Le service conjoint de presse des tribunaux de Daghestan a rapporté mardi la décision, qui n’a pas encore mis en vigueur et pourrait être en appel. Aucun détail concernant l’identité du résident détenu n’a été divulgué
Selon l’accusation, le 25 août, le suspect, conduisant un Changan X5 Plus sans plaques d’immatriculation, a tenté d’échapper à une patrouille routière à Makhachkhala. Pendant la poursuite, la voiture a rencontré un nombre indéterminé de policiers, qui souffraient de contusions. Le suspect a fui les lieux, après quoi il a été placé sur une liste recherchée et une affaire pénale a été ouverte en vertu de l’infraction de violations de la circulation entraînant des lésions corporelles.

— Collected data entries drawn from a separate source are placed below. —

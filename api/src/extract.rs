use crate::{
    errors::ApiError,
    validation::{NotePayload, parse_payload},
};
use axum::{
    body::Bytes,
    extract::{FromRequest, FromRequestParts, Path, Request},
    http::request::Parts,
};

/// The `{id}` path segment of a note route.
#[derive(Debug, Clone, Copy, PartialEq, Eq)]
pub struct NoteId(pub i64);

impl<S> FromRequestParts<S> for NoteId
where
    S: Send + Sync,
{
    type Rejection = ApiError;

    async fn from_request_parts(parts: &mut Parts, state: &S) -> Result<Self, Self::Rejection> {
        let Path(raw) = Path::<String>::from_request_parts(parts, state)
            .await
            .map_err(|_| ApiError::InvalidId)?;

        parse_note_id(&raw).map(NoteId).ok_or(ApiError::InvalidId)
    }
}

/// Read the leading integer of `raw`.
///
/// Surrounding whitespace and a sign are allowed and anything after the
/// digits is ignored, so `"12abc"` and `"1.5"` both resolve. No digits, or a
/// value outside `i64`, is rejected.
pub fn parse_note_id(raw: &str) -> Option<i64> {
    let raw = raw.trim_start();
    let (negative, rest) = match raw.as_bytes().first() {
        Some(b'-') => (true, &raw[1..]),
        Some(b'+') => (false, &raw[1..]),
        _ => (false, raw),
    };

    let digits_end = rest
        .find(|c: char| !c.is_ascii_digit())
        .unwrap_or(rest.len());
    let digits = &rest[..digits_end];
    if digits.is_empty() {
        return None;
    }

    if negative {
        format!("-{digits}").parse().ok()
    } else {
        digits.parse().ok()
    }
}

/// A request body parsed as JSON and validated into `T`.
///
/// The content type is not checked; any body that parses as JSON is
/// accepted.
#[derive(Debug)]
pub struct ValidJson<T>(pub T);

impl<S, T> FromRequest<S> for ValidJson<T>
where
    S: Send + Sync,
    T: NotePayload + Send,
{
    type Rejection = ApiError;

    async fn from_request(req: Request, state: &S) -> Result<Self, Self::Rejection> {
        let body = Bytes::from_request(req, state)
            .await
            .map_err(|_| ApiError::MalformedBody)?;

        Ok(ValidJson(parse_payload(&body)?))
    }
}
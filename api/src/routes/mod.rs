mod health;
mod note;

pub use health::health_check;
pub use note::{create_note, delete_note, get_note, list_notes, update_note};
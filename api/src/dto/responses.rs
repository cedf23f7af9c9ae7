use crate::validation::FieldIssue;
use serde::{Deserialize, Serialize};

/// Body of every non-2xx response: either a single `error` string or a
/// list of field `errors`.
#[derive(Debug, Clone, Default, PartialEq, Serialize, Deserialize)]
pub struct ErrorResponse {
    #[serde(default, skip_serializing_if = "Option::is_none")]
    pub error: Option<String>,
    #[serde(default, skip_serializing_if = "Vec::is_empty")]
    pub errors: Vec<FieldIssue>,
}

impl ErrorResponse {
    pub fn message(message: impl Into<String>) -> Self {
        Self {
            error: Some(message.into()),
            errors: Vec::new(),
        }
    }

    pub fn issues(errors: Vec<FieldIssue>) -> Self {
        Self {
            error: None,
            errors,
        }
    }
}

#[derive(Debug, Clone, Serialize, Deserialize)]
pub struct HealthResponse {
    pub status: String,
    pub timestamp: i64,
}
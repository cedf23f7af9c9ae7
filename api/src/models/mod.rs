mod note;

pub use note::{NewNote, Note, NoteChanges};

Une vidéo de l’incident a été publiée par le Telegram Channel Echo de Daghestan, recevant 56 000 vues. Des images d’une caméra de la ville montrent clairement une voiture sombre en collision avec un véhicule de police stationnaire à une intersection; Les policiers se sont immédiatement courus vers la voiture du délinquant, qui s’inverse ensuite et, malgré les véhicules de police environnants, s’éloigne des lieux, blessant les policiers dans le processus.
Alors que le suspect a été arrêté le 6 septembre, les autorités n’ont annoncé que l’arrestation mardi. Les détails de la recherche n’ont pas été divulgués. Cependant, les organismes chargés de l’application des lois ont indiqué que lors de l’arrestation, le suspect a frappé un officier avec un coude à la tête, faisant brièvement perdre l’officier. Profitant de la situation, le détenu a tenté de s’échapper en sautant par la porte d’un véhicule de service en mouvement. L’officier a repris conscience, a saisi le suspect par les jambes et tous deux sont tombés sur la chaussée.
Malgré ces événements, les policiers ont réussi à désarmer et à livrer le suspect à un poste de police. L’enquête a déclaré que le détenu a poursuivi ses efforts pour se libérer en route.
À la suite de sa détention, une affaire pénale a été ouverte sur l’utilisation de la violence contre une autorité gouvernementale, qui entraîne une peine maximale pouvant aller jusqu’à dix ans de prison.